IN IGCC'S GASIFIER, carbon-based raw material reacts with steam and oxygen at high temperature and pressure. Mostly hydrogen is produced in the gasifier, along with carbon monoxide, methane, and carbon dioxide. The gasifier's high temperature vitrifies inorganic materials into a course, sandlike material, or slag.

The synthetic fuel leaves the gasifier and is further cleaned of impurities. It is used in the system to run primary and secondary gas and steam turbines, similar to a natural gas combined-cycle generating system.

CLEAN COAL
[+]Enlarge
Credit: Los Alamos National Lab
Integrated gasification combined cycle technologies like this one turn coal into hydrogen into electricity with low emissions of greenhouse gases
Credit: Los Alamos National Lab
Integrated gasification combined cycle technologies like this one turn coal into hydrogen into electricity with low emissions of greenhouse gases

The primary environmental benefit is increased efficiency and nearly zero air pollution.
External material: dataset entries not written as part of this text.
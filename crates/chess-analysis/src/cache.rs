//! Persistent SQLite cache of engine evaluations.
//!
//! Entries are keyed by position, engine path, engine version and search
//! depth. Changing any of those partitions the cache: old entries are never
//! returned and never deleted.

use crate::engine::EngineIdentity;
use crate::Evaluation;
use rusqlite::{Connection, OptionalExtension};
use std::path::Path;
use thiserror::Error;

/// Default cache file name, relative to the working directory.
pub const DEFAULT_CACHE_FILE: &str = "chess_analyzer_cache.db";

/// Errors raised by the evaluation cache.
///
/// Callers are expected to fall back to evaluating without the cache.
#[derive(Error, Debug)]
pub enum CacheError {
    /// The storage could not be opened, read or written.
    #[error("Evaluation cache unavailable: {0}")]
    Unavailable(#[from] rusqlite::Error),
    /// A stored entry could not be decoded.
    #[error("Corrupt cache entry: {0}")]
    Corrupt(#[from] serde_json::Error),
}

/// A cached evaluation.
#[derive(Debug, Clone, PartialEq)]
pub struct CacheEntry {
    /// Score from the side to move's perspective.
    pub evaluation: Evaluation,
    /// Principal variation in UCI notation, possibly empty.
    pub best_line: Vec<String>,
}

/// SQLite-backed evaluation cache.
///
/// Every [`store`](PositionCache::store) is committed immediately, so an
/// entry survives the process being killed right after the call returns.
///
/// # Example
///
/// ```ignore
/// let cache = PositionCache::open("chess_analyzer_cache.db")?;
/// if cache.lookup(&key, engine.identity(), 18)?.is_none() {
///     cache.store(&key, engine.identity(), 18, &entry)?;
/// }
/// cache.close()?;
/// ```
pub struct PositionCache {
    conn: Connection,
}

impl PositionCache {
    /// Opens or creates the cache database at the given path.
    ///
    /// # Errors
    ///
    /// Returns `CacheError::Unavailable` if the file cannot be opened or is
    /// not a SQLite database.
    pub fn open<P: AsRef<Path>>(path: P) -> Result<Self, CacheError> {
        let conn = Connection::open(path)?;
        let cache = Self { conn };
        cache.init_schema()?;
        Ok(cache)
    }

    /// Opens a cache that lives only as long as the handle.
    pub fn open_in_memory() -> Result<Self, CacheError> {
        let conn = Connection::open_in_memory()?;
        let cache = Self { conn };
        cache.init_schema()?;
        Ok(cache)
    }

    fn init_schema(&self) -> Result<(), CacheError> {
        self.conn.execute_batch(
            "
            CREATE TABLE IF NOT EXISTS evaluations (
                position_key TEXT NOT NULL,
                engine_path TEXT NOT NULL,
                engine_version TEXT NOT NULL,
                depth INTEGER NOT NULL,
                score TEXT NOT NULL,
                best_line TEXT NOT NULL,
                PRIMARY KEY (position_key, engine_path, engine_version, depth)
            );
            ",
        )?;
        Ok(())
    }

    /// Looks up an entry for the exact `(position, engine, depth)` key.
    ///
    /// Returns `Ok(None)` on a miss, including when the position was cached
    /// for a different engine build or depth.
    pub fn lookup(
        &self,
        position_key: &str,
        engine: &EngineIdentity,
        depth: u32,
    ) -> Result<Option<CacheEntry>, CacheError> {
        let row: Option<(String, String)> = self
            .conn
            .query_row(
                "SELECT score, best_line FROM evaluations
                 WHERE position_key = ?1 AND engine_path = ?2
                   AND engine_version = ?3 AND depth = ?4",
                (position_key, &engine.path, &engine.version, depth),
                |row| Ok((row.get(0)?, row.get(1)?)),
            )
            .optional()?;

        let Some((score, best_line)) = row else {
            return Ok(None);
        };
        Ok(Some(CacheEntry {
            evaluation: serde_json::from_str(&score)?,
            best_line: serde_json::from_str(&best_line)?,
        }))
    }

    /// Stores an entry, replacing any existing one with the same key.
    pub fn store(
        &self,
        position_key: &str,
        engine: &EngineIdentity,
        depth: u32,
        entry: &CacheEntry,
    ) -> Result<(), CacheError> {
        let score = serde_json::to_string(&entry.evaluation)?;
        let best_line = serde_json::to_string(&entry.best_line)?;
        self.conn.execute(
            "INSERT OR REPLACE INTO evaluations
                (position_key, engine_path, engine_version, depth, score, best_line)
             VALUES (?1, ?2, ?3, ?4, ?5, ?6)",
            (
                position_key,
                &engine.path,
                &engine.version,
                depth,
                score,
                best_line,
            ),
        )?;
        Ok(())
    }

    /// Number of stored entries across all engines and depths.
    pub fn len(&self) -> Result<u64, CacheError> {
        let count: i64 = self
            .conn
            .query_row("SELECT COUNT(*) FROM evaluations", [], |row| row.get(0))?;
        Ok(count.max(0) as u64)
    }

    /// Returns true if the cache holds no entries.
    pub fn is_empty(&self) -> Result<bool, CacheError> {
        Ok(self.len()? == 0)
    }

    /// Closes the database, surfacing any error from the final flush.
    pub fn close(self) -> Result<(), CacheError> {
        self.conn.close().map_err(|(_, e)| CacheError::Unavailable(e))
    }
}

#[cfg(test)]
mod tests {
    use super::*;
    use tempfile::tempdir;

    fn stockfish() -> EngineIdentity {
        EngineIdentity {
            path: "/usr/bin/stockfish".to_string(),
            version: "Stockfish 16.1".to_string(),
        }
    }

    fn entry() -> CacheEntry {
        CacheEntry {
            evaluation: Evaluation::Centipawns(34),
            best_line: vec!["e2e4".to_string(), "e7e5".to_string()],
        }
    }

    const START: &str = "rnbqkbnr/pppppppp/8/8/8/8/PPPPPPPP/RNBQKBNR w KQkq -";

    #[test]
    fn test_roundtrip_in_memory() {
        let cache = PositionCache::open_in_memory().unwrap();
        assert!(cache.is_empty().unwrap());
        cache.store(START, &stockfish(), 18, &entry()).unwrap();
        assert_eq!(cache.lookup(START, &stockfish(), 18).unwrap(), Some(entry()));
        assert_eq!(cache.len().unwrap(), 1);
    }

    #[test]
    fn test_persists_across_reopen() {
        let dir = tempdir().unwrap();
        let path = dir.path().join("cache.db");

        let cache = PositionCache::open(&path).unwrap();
        let mate = CacheEntry {
            evaluation: Evaluation::Mate(-2),
            best_line: vec![],
        };
        cache.store(START, &stockfish(), 18, &entry()).unwrap();
        cache.store("8/8/8/8/8/5k2/8/5K1q w - -", &stockfish(), 18, &mate).unwrap();
        cache.close().unwrap();

        let reopened = PositionCache::open(&path).unwrap();
        assert_eq!(reopened.lookup(START, &stockfish(), 18).unwrap(), Some(entry()));
        assert_eq!(
            reopened
                .lookup("8/8/8/8/8/5k2/8/5K1q w - -", &stockfish(), 18)
                .unwrap(),
            Some(mate)
        );
    }

    #[test]
    fn test_depth_is_part_of_key() {
        let cache = PositionCache::open_in_memory().unwrap();
        cache.store(START, &stockfish(), 18, &entry()).unwrap();
        assert_eq!(cache.lookup(START, &stockfish(), 20).unwrap(), None);
    }

    #[test]
    fn test_engine_identity_is_part_of_key() {
        let cache = PositionCache::open_in_memory().unwrap();
        cache.store(START, &stockfish(), 18, &entry()).unwrap();

        let newer = EngineIdentity {
            version: "Stockfish 17".to_string(),
            ..stockfish()
        };
        assert_eq!(cache.lookup(START, &newer, 18).unwrap(), None);

        let elsewhere = EngineIdentity {
            path: "/opt/stockfish".to_string(),
            ..stockfish()
        };
        assert_eq!(cache.lookup(START, &elsewhere, 18).unwrap(), None);
    }

    #[test]
    fn test_store_overwrites() {
        let cache = PositionCache::open_in_memory().unwrap();
        cache.store(START, &stockfish(), 18, &entry()).unwrap();
        let replacement = CacheEntry {
            evaluation: Evaluation::Centipawns(20),
            best_line: vec!["d2d4".to_string()],
        };
        cache.store(START, &stockfish(), 18, &replacement).unwrap();
        assert_eq!(
            cache.lookup(START, &stockfish(), 18).unwrap(),
            Some(replacement)
        );
        assert_eq!(cache.len().unwrap(), 1);
    }

    #[test]
    fn test_garbage_file_is_unavailable() {
        let dir = tempdir().unwrap();
        let path = dir.path().join("cache.db");
        std::fs::write(&path, vec![0x42u8; 4096]).unwrap();
        assert!(matches!(
            PositionCache::open(&path),
            Err(CacheError::Unavailable(_))
        ));
    }

    #[test]
    fn test_corrupt_entry_is_reported() {
        let cache = PositionCache::open_in_memory().unwrap();
        cache
            .conn
            .execute(
                "INSERT INTO evaluations VALUES (?1, ?2, ?3, 18, 'not json', '[]')",
                (START, "/usr/bin/stockfish", "Stockfish 16.1"),
            )
            .unwrap();
        assert!(matches!(
            cache.lookup(START, &stockfish(), 18),
            Err(CacheError::Corrupt(_))
        ));
    }
}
Most pollutants are removed before combustion and are not created when the fuel is burned. Or, in the case of sulfur, it is collected in a form that can be used. This is a big change for coal plants, where even clean ones produce a lake-sized impoundment of sulfuric slurry by pulling sulfur compounds from the stack flue gas.

DOE HAS HAD two IGCC plants in operation for several years: a 250-MW unit in Florida at Tampa Electric Power's facility and a refurbished 300-MW unit at Cinergy's Wabash River coal-fired power plant in Indiana. The Wabash plant is a rebuilt 50-year-old facility that now reports an 82% reduction in NOx emissions and 97% fewer sulfur dioxide emissions. DOE also has two other plants in the works, according to department officials.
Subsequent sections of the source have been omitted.